自動車の故障をネット経由で予測・診断 IBMが開発

[ITmedia]

 日本アイ・ビー・エムはこのほど、自動車に組み込まれた多数のセンサーから、大量の時系列データを収集してサーバに送信し、故障の原因を突き止めたり故障を防ぐシステム「障害解析ソリューション」の枠組みを試作した。

 空気流量やエンジン回転数、ギア位置など、車内センサーが収集したさまざまなデータを、車内の小型コンピュータに蓄積。

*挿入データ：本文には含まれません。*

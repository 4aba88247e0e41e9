use std::path::Path;

use serde::{Deserialize, Serialize};
use tracing::{info, warn};

use crate::error::{CodechatError, Result};

/// Top-level configuration for the codechat client.
///
/// Loaded from `~/.codechat/config.toml` by default. Every section falls back
/// to its defaults, so an empty file is a valid configuration.
#[derive(Debug, Clone, Default, Serialize, Deserialize)]
pub struct CodechatConfig {
    #[serde(default)]
    pub general: GeneralConfig,
    #[serde(default)]
    pub server: ServerConfig,
    #[serde(default)]
    pub chat: ChatConfig,
    #[serde(default)]
    pub voice: VoiceConfig,
}

impl CodechatConfig {
    /// Load configuration from a TOML file.
    ///
    /// Returns an error if the file cannot be read, parsed, or fails validation.
    pub fn load(path: &Path) -> Result<Self> {
        let content = std::fs::read_to_string(path)?;
        let config: CodechatConfig = toml::from_str(&content)?;
        config.validate()?;
        info!("Configuration loaded from {}", path.display());
        Ok(config)
    }

    /// Load configuration from a TOML file, falling back to defaults if the
    /// file does not exist or cannot be parsed.
    pub fn load_or_default(path: &Path) -> Self {
        match Self::load(path) {
            Ok(config) => config,
            Err(e) => {
                warn!(
                    "Failed to load config from {}: {}. Using defaults.",
                    path.display(),
                    e
                );
                Self::default()
            }
        }
    }

    /// Save the current configuration to a TOML file.
    pub fn save(&self, path: &Path) -> Result<()> {
        if let Some(parent) = path.parent() {
            std::fs::create_dir_all(parent)?;
        }
        let content = toml::to_string_pretty(self)?;
        std::fs::write(path, content)?;
        info!("Configuration saved to {}", path.display());
        Ok(())
    }

    /// Reject values the client cannot work with.
    pub fn validate(&self) -> Result<()> {
        if self.server.base_url.trim().is_empty() {
            return Err(CodechatError::Config(
                "server.base_url must not be empty".to_string(),
            ));
        }
        for (key, path) in [
            ("server.ask_path", &self.server.ask_path),
            ("server.ask_text_path", &self.server.ask_text_path),
        ] {
            if !path.starts_with('/') {
                return Err(CodechatError::Config(format!(
                    "{} must start with '/', got {:?}",
                    key, path
                )));
            }
        }
        if self.voice.max_alternatives == 0 {
            return Err(CodechatError::Config(
                "voice.max_alternatives must be at least 1".to_string(),
            ));
        }
        Ok(())
    }
}

/// General application settings.
#[derive(Debug, Clone, Serialize, Deserialize)]
#[serde(default)]
pub struct GeneralConfig {
    /// Log level: trace, debug, info, warn, error.
    pub log_level: String,
}

impl Default for GeneralConfig {
    fn default() -> Self {
        Self {
            log_level: "info".to_string(),
        }
    }
}

/// JSON body shape used when a question is sent without an attachment.
#[derive(Debug, Clone, Copy, Default, PartialEq, Eq, Serialize, Deserialize)]
#[serde(rename_all = "snake_case")]
pub enum TextEncoding {
    /// `POST <ask_text_path>` with `{"prompt": ...}`.
    #[default]
    Prompt,
    /// `POST <ask_path>` with `{"question": ...}`.
    Question,
}

/// Backend endpoint configuration.
#[derive(Debug, Clone, Serialize, Deserialize)]
#[serde(default)]
pub struct ServerConfig {
    /// Scheme, host and port of the question-answering backend.
    pub base_url: String,
    /// Endpoint for multipart questions (and JSON questions in `question` mode).
    pub ask_path: String,
    /// Endpoint for JSON questions in `prompt` mode.
    pub ask_text_path: String,
    /// Body shape for questions without an attachment.
    pub text_encoding: TextEncoding,
}

impl Default for ServerConfig {
    fn default() -> Self {
        Self {
            base_url: "http://localhost:8000".to_string(),
            ask_path: "/ask".to_string(),
            ask_text_path: "/ask_text".to_string(),
            text_encoding: TextEncoding::Prompt,
        }
    }
}

impl ServerConfig {
    /// Join the base URL and an endpoint path without doubling the slash.
    pub fn endpoint(&self, path: &str) -> String {
        format!("{}{}", self.base_url.trim_end_matches('/'), path)
    }
}

/// What happens to the pending attachment after a question is sent with it.
#[derive(Debug, Clone, Copy, Default, PartialEq, Eq, Serialize, Deserialize)]
#[serde(rename_all = "snake_case")]
pub enum AttachmentPolicy {
    /// Keep sending the same file with every question until another is picked.
    #[default]
    Persist,
    /// Drop the attachment once it has been sent.
    ClearAfterSend,
}

/// Chat behaviour and the fixed texts shown in the transcript.
#[derive(Debug, Clone, Serialize, Deserialize)]
#[serde(default)]
pub struct ChatConfig {
    /// Refuse to send questions until a file has been attached.
    pub require_attachment: bool,
    pub attachment_policy: AttachmentPolicy,
    /// Marker prefixed to every bot entry when displayed.
    pub bot_marker: String,
    /// Placeholder text of a pending bot entry.
    pub pending_text: String,
    /// Text a bot entry takes when its request fails.
    pub error_text: String,
}

impl Default for ChatConfig {
    fn default() -> Self {
        Self {
            require_attachment: false,
            attachment_policy: AttachmentPolicy::Persist,
            bot_marker: "🤖".to_string(),
            pending_text: "Thinking...".to_string(),
            error_text: "Sorry, something went wrong. Please check the console.".to_string(),
        }
    }
}

/// Speech input configuration.
#[derive(Debug, Clone, Serialize, Deserialize)]
#[serde(default)]
pub struct VoiceConfig {
    /// BCP 47 language tag handed to the recognizer.
    pub language: String,
    pub max_alternatives: u32,
    pub interim_results: bool,
    /// External speech-to-text command (program followed by arguments).
    /// Empty disables voice input.
    pub command: Vec<String>,
}

impl Default for VoiceConfig {
    fn default() -> Self {
        Self {
            language: "en-US".to_string(),
            max_alternatives: 1,
            interim_results: false,
            command: Vec::new(),
        }
    }
}

#[cfg(test)]
mod tests {
    use super::*;
    use std::io::Write;
    use tempfile::NamedTempFile;

    fn create_temp_config(content: &str) -> NamedTempFile {
        let mut file = NamedTempFile::new().unwrap();
        file.write_all(content.as_bytes()).unwrap();
        file
    }

    #[test]
    fn test_default_config() {
        let config = CodechatConfig::default();
        assert_eq!(config.general.log_level, "info");
        assert_eq!(config.server.base_url, "http://localhost:8000");
        assert_eq!(config.server.ask_path, "/ask");
        assert_eq!(config.server.ask_text_path, "/ask_text");
        assert_eq!(config.server.text_encoding, TextEncoding::Prompt);
        assert!(!config.chat.require_attachment);
        assert_eq!(config.chat.attachment_policy, AttachmentPolicy::Persist);
        assert_eq!(config.chat.bot_marker, "🤖");
        assert_eq!(config.chat.pending_text, "Thinking...");
        assert_eq!(config.voice.language, "en-US");
        assert_eq!(config.voice.max_alternatives, 1);
        assert!(!config.voice.interim_results);
        assert!(config.voice.command.is_empty());
        assert!(config.validate().is_ok());
    }

    #[test]
    fn test_load_valid_config() {
        let content = r#"
[general]
log_level = "debug"

[server]
base_url = "http://127.0.0.1:9000/"
text_encoding = "question"

[chat]
require_attachment = true
attachment_policy = "clear_after_send"

[voice]
language = "en-GB"
command = ["whisper-listen", "--once"]
"#;
        let file = create_temp_config(content);
        let config = CodechatConfig::load(file.path()).unwrap();
        assert_eq!(config.general.log_level, "debug");
        assert_eq!(config.server.text_encoding, TextEncoding::Question);
        assert!(config.chat.require_attachment);
        assert_eq!(
            config.chat.attachment_policy,
            AttachmentPolicy::ClearAfterSend
        );
        assert_eq!(config.voice.language, "en-GB");
        assert_eq!(config.voice.command, vec!["whisper-listen", "--once"]);
        // Untouched fields keep their defaults
        assert_eq!(config.server.ask_path, "/ask");
        assert_eq!(config.chat.pending_text, "Thinking...");
    }

    #[test]
    fn test_load_empty_file_uses_defaults() {
        let file = create_temp_config("");
        let config = CodechatConfig::load(file.path()).unwrap();
        assert_eq!(config.server.base_url, "http://localhost:8000");
    }

    #[test]
    fn test_load_rejects_unknown_encoding() {
        let file = create_temp_config("[server]\ntext_encoding = \"xml\"\n");
        let err = CodechatConfig::load(file.path()).unwrap_err();
        assert!(matches!(err, CodechatError::Config(_)));
    }

    #[test]
    fn test_load_rejects_invalid_values() {
        let file = create_temp_config("[server]\nask_path = \"ask\"\n");
        let err = CodechatConfig::load(file.path()).unwrap_err();
        assert!(err.to_string().contains("server.ask_path"));

        let file = create_temp_config("[voice]\nmax_alternatives = 0\n");
        assert!(CodechatConfig::load(file.path()).is_err());

        let file = create_temp_config("[server]\nbase_url = \"  \"\n");
        assert!(CodechatConfig::load(file.path()).is_err());
    }

    #[test]
    fn test_load_or_default_missing_file() {
        let config = CodechatConfig::load_or_default(Path::new("/nonexistent/config.toml"));
        assert_eq!(config.server.base_url, "http://localhost:8000");
    }

    #[test]
    fn test_save_and_reload() {
        let dir = tempfile::tempdir().unwrap();
        let path = dir.path().join("nested").join("config.toml");

        let mut config = CodechatConfig::default();
        config.server.text_encoding = TextEncoding::Question;
        config.chat.error_text = "backend unreachable".to_string();
        config.save(&path).unwrap();

        let reloaded = CodechatConfig::load(&path).unwrap();
        assert_eq!(reloaded.server.text_encoding, TextEncoding::Question);
        assert_eq!(reloaded.chat.error_text, "backend unreachable");
        assert_eq!(reloaded.chat.bot_marker, config.chat.bot_marker);
    }

    #[test]
    fn test_endpoint_join() {
        let mut server = ServerConfig::default();
        assert_eq!(server.endpoint("/ask"), "http://localhost:8000/ask");

        server.base_url = "http://localhost:8000/".to_string();
        assert_eq!(server.endpoint("/ask_text"), "http://localhost:8000/ask_text");
    }
}
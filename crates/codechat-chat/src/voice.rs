//! Speech input for the chat controller.
//!
//! A recognizer runs one single-shot, final-results-only recognition and
//! returns its hypotheses best first. The controller writes the top one into
//! the input field and submits it.

use std::process::Stdio;

use async_trait::async_trait;

use codechat_core::config::VoiceConfig;

/// Parameters of a single recognition session.
#[derive(Debug, Clone, PartialEq, Eq)]
pub struct RecognitionSettings {
    /// BCP 47 language tag.
    pub language: String,
    pub interim_results: bool,
    pub max_alternatives: u32,
}

impl Default for RecognitionSettings {
    fn default() -> Self {
        Self {
            language: "en-US".to_string(),
            interim_results: false,
            max_alternatives: 1,
        }
    }
}

impl From<&VoiceConfig> for RecognitionSettings {
    fn from(config: &VoiceConfig) -> Self {
        Self {
            language: config.language.clone(),
            interim_results: config.interim_results,
            max_alternatives: config.max_alternatives.max(1),
        }
    }
}

/// Failure reported by a recognition session.
#[derive(Debug, Clone, PartialEq, Eq, thiserror::Error)]
pub enum SpeechError {
    /// The session ended without hearing anything.
    #[error("no-speech")]
    NoSpeech,
    /// Any other failure, carrying a short error code or message.
    #[error("{0}")]
    Other(String),
}

/// A speech-to-text backend.
#[async_trait]
pub trait SpeechRecognizer: Send + Sync {
    /// Whether the platform can run recognition at all.
    fn is_available(&self) -> bool;

    /// Run one recognition session. Hypotheses are ordered best first and
    /// never empty on success.
    async fn recognize(&self, settings: &RecognitionSettings) -> Result<Vec<String>, SpeechError>;
}

/// Recognizer backed by an external speech-to-text program.
///
/// The program is started once per session with `CODECHAT_VOICE_LANGUAGE`
/// and `CODECHAT_VOICE_MAX_ALTERNATIVES` in its environment. Every non-empty
/// stdout line is a hypothesis, best first. A program that prints nothing
/// heard no speech.
#[derive(Debug, Clone, Default)]
pub struct CommandRecognizer {
    command: Vec<String>,
}

impl CommandRecognizer {
    /// `command` is the program followed by its arguments. Empty means voice
    /// input is unavailable.
    pub fn new(command: Vec<String>) -> Self {
        Self { command }
    }
}

#[async_trait]
impl SpeechRecognizer for CommandRecognizer {
    fn is_available(&self) -> bool {
        !self.command.is_empty()
    }

    async fn recognize(&self, settings: &RecognitionSettings) -> Result<Vec<String>, SpeechError> {
        let (program, args) = self
            .command
            .split_first()
            .ok_or_else(|| SpeechError::Other("not-allowed".to_string()))?;

        tracing::debug!(program = %program, language = %settings.language, "Starting speech recognizer");

        let output = tokio::process::Command::new(program)
            .args(args)
            .env("CODECHAT_VOICE_LANGUAGE", &settings.language)
            .env(
                "CODECHAT_VOICE_MAX_ALTERNATIVES",
                settings.max_alternatives.to_string(),
            )
            .stdin(Stdio::null())
            .output()
            .await
            .map_err(|e| SpeechError::Other(format!("audio-capture: {}", e)))?;

        if !output.status.success() {
            let stderr = String::from_utf8_lossy(&output.stderr).trim().to_string();
            let detail = if stderr.is_empty() {
                output.status.to_string()
            } else {
                stderr
            };
            return Err(SpeechError::Other(detail));
        }

        let stdout = String::from_utf8_lossy(&output.stdout);
        let hypotheses: Vec<String> = stdout
            .lines()
            .map(str::trim)
            .filter(|line| !line.is_empty())
            .take(settings.max_alternatives as usize)
            .map(str::to_string)
            .collect();

        if hypotheses.is_empty() {
            return Err(SpeechError::NoSpeech);
        }
        Ok(hypotheses)
    }
}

ネットワーク経由で診断用サーバに接続してシステムの不具合とその原因を突き止める。

 新開発のデータマイニング技術により各事象の関連度を計算し、障害判定の法則(ロジック)を見つける。診断ロジックの実装技術には、同社サーバのモニタリング技術をもとにした学習・推論コンポーネント技術を採用した。

 同技術が実用化されれば、ディーラーなどで蓄積したデータを自動診断して故障の初期症状を検知可能という。将来は走行中の自動車からネットワーク経由で送られてくるデータを自動診断して故障要因を解析し、ドライバーに伝達してトラブルを回避する、といったことも可能になるという。自動車や船舶、飛行機など乗り物のほか、金融や医療など大量な時系列データを扱う分野へも応用できる。